EXERCISE MATERIAL:
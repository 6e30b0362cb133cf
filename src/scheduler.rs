//! Periodic and delayed task execution supplied by the host.
//!
//! The cancellation core never spawns threads on its own. It asks a [`Scheduler`] to
//! run the non-standard indicator poll and the deadlock-avoidance retry, and keeps the
//! returned [`CancelHandle`] to stop them again.
//!
//! Two implementations ship with the crate:
//!
//! * [`ThreadScheduler`]: one named OS thread per scheduled task, woken early on cancel.
//! * [`ManualScheduler`]: nothing runs until the owner calls [`ManualScheduler::tick`] or
//!   [`ManualScheduler::run_pending`]; delays are ignored. Useful for hosts with their own
//!   event loop and for deterministic tests.

use std::{
    fmt, io, mem,
    sync::{
        Arc,
        atomic::{AtomicBool, Ordering},
    },
    thread,
    time::Duration,
};

use parking_lot::{Condvar, Mutex};
use tracing::trace;
use web_time::Instant;

use crate::error::SchedulerError;

/// A repeating task body.
pub type RepeatingTask = Box<dyn FnMut() + Send + 'static>;

/// A one-shot task body.
pub type OnceTask = Box<dyn FnOnce() + Send + 'static>;

/// Runs tasks in the background on behalf of the cancellation core.
pub trait Scheduler: Send + Sync {
    /// Runs `task` now and then every `period` until the returned handle is cancelled.
    ///
    /// # Errors
    ///
    /// Fails when the scheduler cannot accept the task.
    fn schedule_repeating(
        &self,
        period: Duration,
        task: RepeatingTask,
    ) -> Result<CancelHandle, SchedulerError>;

    /// Runs `task` once after `delay`, unless the returned handle is cancelled first.
    ///
    /// # Errors
    ///
    /// Fails when the scheduler cannot accept the task.
    fn schedule_once(&self, delay: Duration, task: OnceTask)
    -> Result<CancelHandle, SchedulerError>;
}

/// Stops a scheduled task. Cloning shares the same cancellation state.
#[derive(Clone, Default)]
pub struct CancelHandle {
    state: Arc<CancelState>,
}

#[derive(Default)]
struct CancelState {
    canceled: Mutex<bool>,
    wakeup: Condvar,
}

impl CancelHandle {
    /// Creates a live handle.
    #[must_use]
    pub fn new() -> Self {
        Self::default()
    }

    /// Prevents any further runs of the task. A run already in progress completes.
    pub fn cancel(&self) {
        *self.state.canceled.lock() = true;
        self.state.wakeup.notify_all();
    }

    /// Whether [`cancel`](Self::cancel) has been called.
    #[must_use]
    pub fn is_canceled(&self) -> bool {
        *self.state.canceled.lock()
    }

    /// Sleeps up to `timeout`, waking early on cancellation. Returns `true` if cancelled.
    fn wait(&self, timeout: Duration) -> bool {
        let deadline = Instant::now() + timeout;
        let mut canceled = self.state.canceled.lock();
        while !*canceled {
            let now = Instant::now();
            if now >= deadline {
                break;
            }
            self.state.wakeup.wait_for(&mut canceled, deadline - now);
        }
        *canceled
    }
}

impl fmt::Debug for CancelHandle {
    fn fmt(&self, f: &mut fmt::Formatter<'_>) -> fmt::Result {
        f.debug_struct("CancelHandle")
            .field("canceled", &self.is_canceled())
            .finish()
    }
}

/// Runs every task on a dedicated, named OS thread.
#[derive(Default)]
pub struct ThreadScheduler {
    shut_down: AtomicBool,
    live: Mutex<Vec<CancelHandle>>,
}

impl ThreadScheduler {
    /// Creates a scheduler accepting tasks.
    #[must_use]
    pub fn new() -> Self {
        Self::default()
    }

    /// Cancels every outstanding task and rejects new ones.
    pub fn shutdown(&self) {
        self.shut_down.store(true, Ordering::Release);
        for handle in mem::take(&mut *self.live.lock()) {
            handle.cancel();
        }
    }

    /// Number of tasks that have neither finished nor been cancelled.
    #[must_use]
    pub fn live_count(&self) -> usize {
        self.live
            .lock()
            .iter()
            .filter(|handle| !handle.is_canceled())
            .count()
    }

    /// Tracks a new handle and hands it to `spawn`. A failed spawn cancels the handle so
    /// it is pruned like a finished task.
    fn launch(
        &self,
        spawn: impl FnOnce(CancelHandle) -> io::Result<()>,
    ) -> Result<CancelHandle, SchedulerError> {
        if self.shut_down.load(Ordering::Acquire) {
            return Err(SchedulerError::ShutDown);
        }
        let handle = CancelHandle::new();
        {
            let mut live = self.live.lock();
            live.retain(|h| !h.is_canceled());
            live.push(handle.clone());
        }
        if let Err(err) = spawn(handle.clone()) {
            handle.cancel();
            return Err(SchedulerError::Spawn(err));
        }
        Ok(handle)
    }
}

impl Scheduler for ThreadScheduler {
    fn schedule_repeating(
        &self,
        period: Duration,
        mut task: RepeatingTask,
    ) -> Result<CancelHandle, SchedulerError> {
        self.launch(move |stop| {
            thread::Builder::new()
                .name("progress-poller".into())
                .spawn(move || {
                    while !stop.is_canceled() {
                        task();
                        if stop.wait(period) {
                            break;
                        }
                    }
                    trace!("repeating task stopped");
                })
                .map(drop)
        })
    }

    fn schedule_once(
        &self,
        delay: Duration,
        task: OnceTask,
    ) -> Result<CancelHandle, SchedulerError> {
        self.launch(move |stop| {
            thread::Builder::new()
                .name("progress-delayed".into())
                .spawn(move || {
                    if !stop.wait(delay) {
                        task();
                    }
                    // Finished tasks count as cancelled so `launch` can prune them.
                    stop.cancel();
                })
                .map(drop)
        })
    }
}

impl Drop for ThreadScheduler {
    fn drop(&mut self) {
        self.shutdown();
    }
}

/// A scheduler driven explicitly by its owner.
#[derive(Default)]
pub struct ManualScheduler {
    shut_down: AtomicBool,
    queue: Mutex<ManualQueue>,
}

#[derive(Default)]
struct ManualQueue {
    repeating: Vec<(CancelHandle, RepeatingTask)>,
    once: Vec<(CancelHandle, OnceTask)>,
}

impl ManualScheduler {
    /// Creates an empty scheduler.
    #[must_use]
    pub fn new() -> Self {
        Self::default()
    }

    /// Runs every live repeating task once. Returns how many ran.
    ///
    /// Tasks run without the queue lock held, so they may schedule further work.
    pub fn tick(&self) -> usize {
        let mut tasks = mem::take(&mut self.queue.lock().repeating);
        let mut ran = 0;
        for (handle, task) in &mut tasks {
            if !handle.is_canceled() {
                task();
                ran += 1;
            }
        }
        tasks.retain(|(handle, _)| !handle.is_canceled());

        let mut queue = self.queue.lock();
        tasks.append(&mut queue.repeating);
        queue.repeating = tasks;
        ran
    }

    /// Runs the one-shot tasks queued before this call, ignoring their delays.
    /// Returns how many ran.
    pub fn run_pending(&self) -> usize {
        let tasks = mem::take(&mut self.queue.lock().once);
        let mut ran = 0;
        for (handle, task) in tasks {
            if !handle.is_canceled() {
                task();
                handle.cancel();
                ran += 1;
            }
        }
        ran
    }

    /// Number of repeating tasks that have not been cancelled.
    #[must_use]
    pub fn repeating_count(&self) -> usize {
        self.queue
            .lock()
            .repeating
            .iter()
            .filter(|(handle, _)| !handle.is_canceled())
            .count()
    }

    /// Number of one-shot tasks waiting for [`run_pending`](Self::run_pending).
    #[must_use]
    pub fn pending_count(&self) -> usize {
        self.queue
            .lock()
            .once
            .iter()
            .filter(|(handle, _)| !handle.is_canceled())
            .count()
    }

    /// Rejects new tasks and drops queued ones.
    pub fn shutdown(&self) {
        self.shut_down.store(true, Ordering::Release);
        let mut queue = self.queue.lock();
        for (handle, _) in queue.repeating.drain(..) {
            handle.cancel();
        }
        for (handle, _) in queue.once.drain(..) {
            handle.cancel();
        }
    }
}

impl Scheduler for ManualScheduler {
    fn schedule_repeating(
        &self,
        _period: Duration,
        task: RepeatingTask,
    ) -> Result<CancelHandle, SchedulerError> {
        if self.shut_down.load(Ordering::Acquire) {
            return Err(SchedulerError::ShutDown);
        }
        let handle = CancelHandle::new();
        self.queue.lock().repeating.push((handle.clone(), task));
        Ok(handle)
    }

    fn schedule_once(
        &self,
        _delay: Duration,
        task: OnceTask,
    ) -> Result<CancelHandle, SchedulerError> {
        if self.shut_down.load(Ordering::Acquire) {
            return Err(SchedulerError::ShutDown);
        }
        let handle = CancelHandle::new();
        self.queue.lock().once.push((handle.clone(), task));
        Ok(handle)
    }
}

#[cfg(test)]
mod tests {
    use std::{
        io,
        sync::{
            Arc,
            atomic::{AtomicUsize, Ordering},
        },
        thread,
        time::Duration,
    };

    use super::{ManualScheduler, Scheduler, ThreadScheduler};
    use crate::error::SchedulerError;

    /// Repeating Thread Task
    /// The task keeps running until cancelled, then stops for good.
    #[test]
    fn test_thread_repeating_stops_on_cancel() {
        let scheduler = ThreadScheduler::new();
        let runs = Arc::new(AtomicUsize::new(0));
        let counter = runs.clone();

        let handle = scheduler
            .schedule_repeating(
                Duration::from_millis(1),
                Box::new(move || {
                    counter.fetch_add(1, Ordering::SeqCst);
                }),
            )
            .unwrap();

        while runs.load(Ordering::SeqCst) < 3 {
            thread::sleep(Duration::from_millis(1));
        }
        handle.cancel();
        // Let a run that was already in flight finish.
        thread::sleep(Duration::from_millis(20));
        let settled = runs.load(Ordering::SeqCst);
        thread::sleep(Duration::from_millis(20));
        assert_eq!(runs.load(Ordering::SeqCst), settled);
    }

    /// Delayed Thread Task
    /// A cancelled one-shot task never runs; an uncancelled one does.
    #[test]
    fn test_thread_once() {
        let scheduler = ThreadScheduler::new();
        let runs = Arc::new(AtomicUsize::new(0));

        let counter = runs.clone();
        let doomed = scheduler
            .schedule_once(
                Duration::from_millis(200),
                Box::new(move || {
                    counter.fetch_add(100, Ordering::SeqCst);
                }),
            )
            .unwrap();
        doomed.cancel();

        let counter = runs.clone();
        let fired = scheduler
            .schedule_once(
                Duration::from_millis(1),
                Box::new(move || {
                    counter.fetch_add(1, Ordering::SeqCst);
                }),
            )
            .unwrap();

        while !fired.is_canceled() {
            thread::sleep(Duration::from_millis(1));
        }
        assert_eq!(runs.load(Ordering::SeqCst), 1);
    }

    /// Shutdown
    /// A shut-down scheduler rejects new work.
    #[test]
    fn test_shutdown_rejects() {
        let scheduler = ThreadScheduler::new();
        scheduler.shutdown();
        let result = scheduler.schedule_once(Duration::ZERO, Box::new(|| {}));
        assert!(matches!(result, Err(SchedulerError::ShutDown)));

        let manual = ManualScheduler::new();
        manual.shutdown();
        assert!(manual.schedule_repeating(Duration::ZERO, Box::new(|| {})).is_err());
    }

    /// Failed Spawn
    /// A task whose thread cannot be started is reported and not left behind as live.
    #[test]
    fn test_failed_spawn_is_not_tracked() {
        let scheduler = ThreadScheduler::new();
        let result = scheduler.launch(|_| Err(io::Error::other("thread limit reached")));
        assert!(matches!(result, Err(SchedulerError::Spawn(_))));
        assert_eq!(scheduler.live_count(), 0);

        let handle = scheduler
            .schedule_repeating(Duration::from_millis(1), Box::new(|| {}))
            .unwrap();
        assert_eq!(scheduler.live_count(), 1);
        handle.cancel();
        assert_eq!(scheduler.live_count(), 0);
    }

    /// Manual Driving
    /// Ticks run live repeating tasks; one-shots run once and may reschedule.
    #[test]
    fn test_manual_scheduler() {
        let scheduler = Arc::new(ManualScheduler::new());
        let runs = Arc::new(AtomicUsize::new(0));

        let counter = runs.clone();
        let handle = scheduler
            .schedule_repeating(
                Duration::from_millis(10),
                Box::new(move || {
                    counter.fetch_add(1, Ordering::SeqCst);
                }),
            )
            .unwrap();

        assert_eq!(scheduler.tick(), 1);
        assert_eq!(scheduler.tick(), 1);
        handle.cancel();
        assert_eq!(scheduler.tick(), 0);
        assert_eq!(scheduler.repeating_count(), 0);
        assert_eq!(runs.load(Ordering::SeqCst), 2);

        let again = scheduler.clone();
        scheduler
            .schedule_once(
                Duration::from_millis(5),
                Box::new(move || {
                    again
                        .schedule_once(Duration::from_millis(5), Box::new(|| {}))
                        .unwrap();
                }),
            )
            .unwrap();
        assert_eq!(scheduler.run_pending(), 1);
        assert_eq!(scheduler.pending_count(), 1);
        assert_eq!(scheduler.run_pending(), 1);
        assert_eq!(scheduler.pending_count(), 0);
    }
}
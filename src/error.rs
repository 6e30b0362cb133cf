//! Error types produced by the cancellation core.
//!
//! [`Cancelled`] is the only error the core itself raises. It carries the identity
//! of the offending indicator when that can be determined, and is meant to be
//! propagated with `?` until some caller decides what a cancelled run means.

use thiserror::Error;

use crate::indicator::IndicatorId;

/// Shorthand for results of cancellable computations.
pub type Cancellable<T> = Result<T, Cancelled>;

/// Signals that work running under the current indicator (or one it wraps) must unwind.
#[derive(Clone, Copy, Debug, Default, Eq, Hash, PartialEq, Error)]
#[error("process canceled")]
pub struct Cancelled {
    indicator: Option<IndicatorId>,
}

impl Cancelled {
    /// A cancellation whose source indicator is unknown (e.g. raised by a hook).
    #[must_use]
    pub const fn new() -> Self {
        Self { indicator: None }
    }

    /// A cancellation attributed to `indicator`.
    #[must_use]
    pub const fn by(indicator: IndicatorId) -> Self {
        Self {
            indicator: Some(indicator),
        }
    }

    /// The indicator that was cancelled, if known.
    #[must_use]
    pub const fn indicator(&self) -> Option<IndicatorId> {
        self.indicator
    }

    /// Attributes this cancellation to `indicator` unless it already names one.
    #[must_use]
    pub const fn or_indicator(self, indicator: IndicatorId) -> Self {
        match self.indicator {
            Some(_) => self,
            None => Self::by(indicator),
        }
    }
}

/// Failures reported by a [`Scheduler`](crate::scheduler::Scheduler).
#[derive(Debug, Error)]
pub enum SchedulerError {
    /// The scheduler no longer accepts tasks.
    #[error("scheduler has been shut down")]
    ShutDown,
    /// The worker thread for a task could not be started.
    #[error("failed to spawn scheduler thread")]
    Spawn(#[source] std::io::Error),
}

#[cfg(test)]
mod tests {
    use super::Cancelled;
    use crate::indicator::IndicatorId;

    /// Attribution
    /// An existing attribution wins over a later one.
    #[test]
    fn test_or_indicator_keeps_first() {
        let first = IndicatorId::from_raw(7);
        let second = IndicatorId::from_raw(9);

        assert_eq!(Cancelled::new().or_indicator(first).indicator(), Some(first));
        assert_eq!(
            Cancelled::by(first).or_indicator(second).indicator(),
            Some(first)
        );
        assert_eq!(Cancelled::new().to_string(), "process canceled");
    }
}
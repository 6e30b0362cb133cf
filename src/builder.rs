//! Fluent interface for constructing [`Indicator`] instances.
//!
//! [`Indicator::new`] covers the common case of a standard, standalone indicator.
//! The [`IndicatorBuilder`] handles the rest:
//!
//! * **Wrapping:** an indicator may delegate to an *original* one. Threads running under
//!   the wrapper are registered under the original too, so cancelling the original
//!   reaches them.
//! * **External cancellation:** attaching a [`CancelSource`] makes the indicator
//!   non-standard; the manager then polls it in the background.

use std::sync::{
    Arc,
    atomic::{AtomicBool, AtomicU64},
};

use compact_str::CompactString;
use parking_lot::RwLock;

use crate::indicator::{CancelSource, Cold, Indicator, IndicatorId, Inner};

/// A builder for [`Indicator`] instances.
#[derive(Default)]
pub struct IndicatorBuilder {
    name: CompactString,
    total: u64,
    modal: bool,
    original: Option<Indicator>,
    source: Option<Arc<dyn CancelSource>>,
}

impl IndicatorBuilder {
    /// Starts building an indicator for the named activity.
    #[must_use]
    pub fn new(name: impl Into<CompactString>) -> Self {
        Self {
            name: name.into(),
            ..Default::default()
        }
    }

    /// Sets the expected total (zero means indeterminate).
    #[must_use]
    pub const fn total(mut self, total: u64) -> Self {
        self.total = total;
        self
    }

    /// Marks the activity as modal.
    #[must_use]
    pub const fn modal(mut self, modal: bool) -> Self {
        self.modal = modal;
        self
    }

    /// Makes the new indicator wrap `original`.
    #[must_use]
    pub fn wrapping(mut self, original: Indicator) -> Self {
        self.original = Some(original);
        self
    }

    /// Attaches external cancellation state, making the indicator non-standard.
    #[must_use]
    pub fn with_cancel_source(mut self, source: impl CancelSource + 'static) -> Self {
        self.source = Some(Arc::new(source));
        self
    }

    /// Shares an already type-erased cancel source between several indicators.
    #[must_use]
    pub fn with_shared_cancel_source(mut self, source: Arc<dyn CancelSource>) -> Self {
        self.source = Some(source);
        self
    }

    /// Consumes the builder and returns the indicator.
    #[must_use]
    pub fn build(self) -> Indicator {
        Indicator {
            inner: Arc::new(Inner {
                id: IndicatorId::next(),
                modal: self.modal,
                original: self.original,
                source: self.source,
                canceled: AtomicBool::new(false),
                running: AtomicBool::new(false),
                position: AtomicU64::new(0),
                total: AtomicU64::new(self.total),
                cold: RwLock::new(Cold {
                    name: self.name,
                    text: CompactString::default(),
                    started: None,
                    stopped: None,
                }),
            }),
        }
    }
}

#[cfg(test)]
mod tests {
    use std::sync::{
        Arc,
        atomic::{AtomicBool, Ordering},
    };

    use super::IndicatorBuilder;
    use crate::{CancelSource, Cancelled};

    /// Shared Cancel Source
    /// Two indicators backed by one source flip together once the source trips.
    #[test]
    fn test_shared_source() {
        let tripped = Arc::new(AtomicBool::new(false));
        let flag = tripped.clone();
        let source: Arc<dyn CancelSource> = Arc::new(move || {
            if flag.load(Ordering::Acquire) {
                Err(Cancelled::new())
            } else {
                Ok(())
            }
        });

        let a = IndicatorBuilder::new("a")
            .with_shared_cancel_source(source.clone())
            .build();
        let b = IndicatorBuilder::new("b")
            .with_shared_cancel_source(source)
            .modal(true)
            .build();

        assert!(a.check_canceled().is_ok());
        tripped.store(true, Ordering::Release);
        assert!(a.check_canceled().is_err());
        assert!(b.check_canceled().is_err());
        assert!(b.is_modal());
        assert!(!a.is_modal());
    }
}
impl PriorityCoordinator {
    /// Creates a coordinator. Without an explicit `probe`, blocking is detected through
    /// [`blocked_section`](Self::blocked_section) announcements.
    #[must_use]
    pub fn new(
        config: ManagerConfig,
        scheduler: Arc<dyn Scheduler>,
        probe: Option<Arc<dyn ThreadStateProbe>>,
    ) -> Arc<Self> {
        let monitor = Arc::new(BlockingMonitor::new());
        let probe: Arc<dyn ThreadStateProbe> = match probe {
            Some(probe) => probe,
            None => monitor.clone(),
        };
        Arc::new_cyclic(|this| Self {
            prioritized: DashSet::new(),
            deprioritizations: AtomicI64::new(0),
            started_at: AtomicU64::new(0),
            epoch: Instant::now(),
            ui_thread: RwLock::new(None),
            monitor,
            probe,
            scheduler,
            config,
            this: this.clone(),
        })
    }

    // ========================================================================
    // Prioritization
    // ========================================================================

    /// Runs `work` with the calling thread prioritized. Nested calls do not nest.
    pub fn run_prioritized<T>(&self, work: impl FnOnce() -> T) -> T {
        if self.is_current_thread_prioritized() {
            return work();
        }
        let thread = thread::current().id();
        if self.prioritized.is_empty() {
            self.started_at.store(self.now_nanos(), Ordering::Release);
        }
        self.change_prioritizing(|| self.prioritized.insert(thread));

        let _prioritized = Prioritized {
            coordinator: self,
            thread,
        };
        work()
    }

    /// Whether the calling thread is prioritized.
    #[must_use]
    pub fn is_current_thread_prioritized(&self) -> bool {
        self.prioritized.contains(&thread::current().id())
    }

    /// Number of prioritized threads.
    #[must_use]
    pub fn prioritized_count(&self) -> usize {
        self.prioritized.len()
    }

    /// Drops every thread from the prioritized set.
    pub fn stop_all_prioritization(&self) {
        self.change_prioritizing(|| self.prioritized.clear());
    }

    /// Designates the UI thread, which never yields.
    pub fn set_ui_thread(&self, thread: Option<ThreadId>) {
        *self.ui_thread.write() = thread;
    }

    /// The designated UI thread.
    #[must_use]
    pub fn ui_thread(&self) -> Option<ThreadId> {
        *self.ui_thread.read()
    }

    // ========================================================================
    // Suppression
    // ========================================================================

    /// Suspends prioritization until a matching
    /// [`restore_prioritizing`](Self::restore_prioritizing).
    ///
    /// Prefer [`suppressing`](Self::suppressing), which restores automatically.
    pub fn suppress_prioritizing(&self) {
        let nesting =
            self.change_prioritizing(|| self.deprioritizations.fetch_add(1, Ordering::AcqRel) + 1);
        if nesting == self.config.suspicious_suppress_nesting {
            error!(
                nesting,
                "suspiciously deep suppress_prioritizing nesting; is a restore missing?"
            );
        }
    }

    /// Undoes one [`suppress_prioritizing`](Self::suppress_prioritizing).
    ///
    /// An unmatched call is logged and the counter is reset to zero.
    pub fn restore_prioritizing(&self) {
        let nesting =
            self.change_prioritizing(|| self.deprioritizations.fetch_sub(1, Ordering::AcqRel) - 1);
        if nesting < 0 {
            self.change_prioritizing(|| self.deprioritizations.store(0, Ordering::Release));
            error!("unmatched suppress_prioritizing/restore_prioritizing");
        }
    }

    /// Suppresses prioritization until the returned guard is dropped.
    pub fn suppressing(&self) -> Suppression<'_> {
        self.suppress_prioritizing();
        Suppression { coordinator: self }
    }

    /// Disables deprioritization entirely while `work` runs (e.g. for long test runs).
    pub fn suppress_all_deprioritizations_during<T>(&self, work: impl FnOnce() -> T) -> T {
        let amount = self.config.deprioritization_disable_threshold;
        self.change_prioritizing(|| self.deprioritizations.fetch_add(amount, Ordering::AcqRel));
        let _restore = DisabledDeprioritization {
            coordinator: self,
            amount,
        };
        work()
    }

    /// Current suppression nesting.
    #[must_use]
    pub fn suppress_count(&self) -> i64 {
        self.deprioritizations.load(Ordering::Acquire)
    }

    /// Whether deprioritization has not been disabled wholesale.
    #[must_use]
    pub fn is_deprioritization_enabled(&self) -> bool {
        self.suppress_count() < self.config.deprioritization_disable_threshold
    }

    // ========================================================================
    // Yielding
    // ========================================================================

    /// Whether the calling thread should back off in favor of prioritized threads.
    ///
    /// May suppress prioritization as a side effect when a prioritized thread is blocked.
    #[must_use]
    pub fn should_yield(&self) -> bool {
        self.is_deprioritization_enabled()
            && self.suppress_count() <= 0
            && !self.prioritized.is_empty()
            && !self.is_current_thread_prioritized()
            && self.is_low_priority_really_applicable()
    }

    /// Parks the calling thread briefly if [`should_yield`](Self::should_yield) says so.
    /// Returns whether it parked.
    pub fn yield_to_prioritized(&self) -> bool {
        if !self.should_yield() {
            return false;
        }
        thread::park_timeout(self.config.yield_park);
        self.avoid_blocking_prioritized_thread();
        true
    }

    /// Announces that the calling thread is in `state` until the guard is dropped.
    pub fn blocked_section(&self, state: ThreadRunState) -> BlockedSection<'_> {
        self.monitor.enter(state)
    }

    /// Whether any prioritized thread currently looks blocked.
    #[must_use]
    pub fn is_any_prioritized_thread_blocked(&self) -> bool {
        self.prioritized
            .iter()
            .any(|thread| self.probe.state(*thread).is_blocked())
    }

    fn is_low_priority_really_applicable(&self) -> bool {
        let elapsed = self.prioritizing_elapsed();
        if elapsed < self.config.min_prioritization {
            // Very short activities are not worth slowing others down for.
            return false;
        }
        if self.avoid_blocking_prioritized_thread() {
            return false;
        }
        let current = thread::current().id();
        if self.ui_thread() == Some(current) {
            return false;
        }
        if elapsed > self.config.max_prioritization {
            warn!(
                ?elapsed,
                threads = self.prioritized.len(),
                "prioritization lasted too long; assuming it was never stopped"
            );
            self.stop_all_prioritization();
            return false;
        }
        true
    }

    fn avoid_blocking_prioritized_thread(&self) -> bool {
        if self.suppress_count() > 0 || !self.is_any_prioritized_thread_blocked() {
            return false;
        }
        // The calling thread may hold a lock the prioritized thread is waiting for.
        self.suppress_prioritizing();
        self.check_later_threads_are_unblocked();
        true
    }

    fn check_later_threads_are_unblocked(&self) {
        let this = self.this.clone();
        let retry = Box::new(move || {
            let Some(coordinator) = this.upgrade() else {
                return;
            };
            if coordinator.is_any_prioritized_thread_blocked() {
                coordinator.check_later_threads_are_unblocked();
            } else {
                coordinator.restore_prioritizing();
            }
        });
        if let Err(err) = self
            .scheduler
            .schedule_once(self.config.unblock_retry_delay, retry)
        {
            debug!(error = %err, "cannot schedule unblock check; lifting suppression now");
            self.restore_prioritizing();
        }
    }

    fn change_prioritizing<T>(&self, change: impl FnOnce() -> T) -> T {
        let was_idle = self.is_idle();
        let result = change();
        let idle = self.is_idle();
        if was_idle && !idle {
            debug!(threads = self.prioritized.len(), "prioritizing started");
        } else if !was_idle && idle {
            debug!("prioritizing finished");
        }
        result
    }

    fn is_idle(&self) -> bool {
        self.suppress_count() > 0 || self.prioritized.is_empty()
    }

    fn now_nanos(&self) -> u64 {
        u64::try_from(self.epoch.elapsed().as_nanos()).unwrap_or(u64::MAX)
    }

    fn prioritizing_elapsed(&self) -> Duration {
        let started = self.started_at.load(Ordering::Acquire);
        Duration::from_nanos(self.now_nanos().saturating_sub(started))
    }
}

ACTIVITY:
Among the lines above, repeat exactly those from the line with "let manual = ManualScheduler::new();" to the line with "filename src/error.rs", counting both ends.

OUTPUT FOR THIS EXERCISE:
        let manual = ManualScheduler::new();
        manual.shutdown();
        assert!(manual.schedule_repeating(Duration::ZERO, Box::new(|| {})).is_err());
    }

    /// Failed Spawn
    /// A task whose thread cannot be started is reported and not left behind as live.
    #[test]
    fn test_failed_spawn_is_not_tracked() {
        let scheduler = ThreadScheduler::new();
        let result = scheduler.launch(|_| Err(io::Error::other("thread limit reached")));
        assert!(matches!(result, Err(SchedulerError::Spawn(_))));
        assert_eq!(scheduler.live_count(), 0);

        let handle = scheduler
            .schedule_repeating(Duration::from_millis(1), Box::new(|| {}))
            .unwrap();
        assert_eq!(scheduler.live_count(), 1);
        handle.cancel();
        assert_eq!(scheduler.live_count(), 0);
    }

    /// Manual Driving
    /// Ticks run live repeating tasks; one-shots run once and may reschedule.
    #[test]
    fn test_manual_scheduler() {
        let scheduler = Arc::new(ManualScheduler::new());
        let runs = Arc::new(AtomicUsize::new(0));

        let counter = runs.clone();
        let handle = scheduler
            .schedule_repeating(
                Duration::from_millis(10),
                Box::new(move || {
                    counter.fetch_add(1, Ordering::SeqCst);
                }),
            )
            .unwrap();

        assert_eq!(scheduler.tick(), 1);
        assert_eq!(scheduler.tick(), 1);
        handle.cancel();
        assert_eq!(scheduler.tick(), 0);
        assert_eq!(scheduler.repeating_count(), 0);
        assert_eq!(runs.load(Ordering::SeqCst), 2);

        let again = scheduler.clone();
        scheduler
            .schedule_once(
                Duration::from_millis(5),
                Box::new(move || {
                    again
                        .schedule_once(Duration::from_millis(5), Box::new(|| {}))
                        .unwrap();
                }),
            )
            .unwrap();
        assert_eq!(scheduler.run_pending(), 1);
        assert_eq!(scheduler.pending_count(), 1);
        assert_eq!(scheduler.run_pending(), 1);
        assert_eq!(scheduler.pending_count(), 0);
    }
}
filename src/error.rs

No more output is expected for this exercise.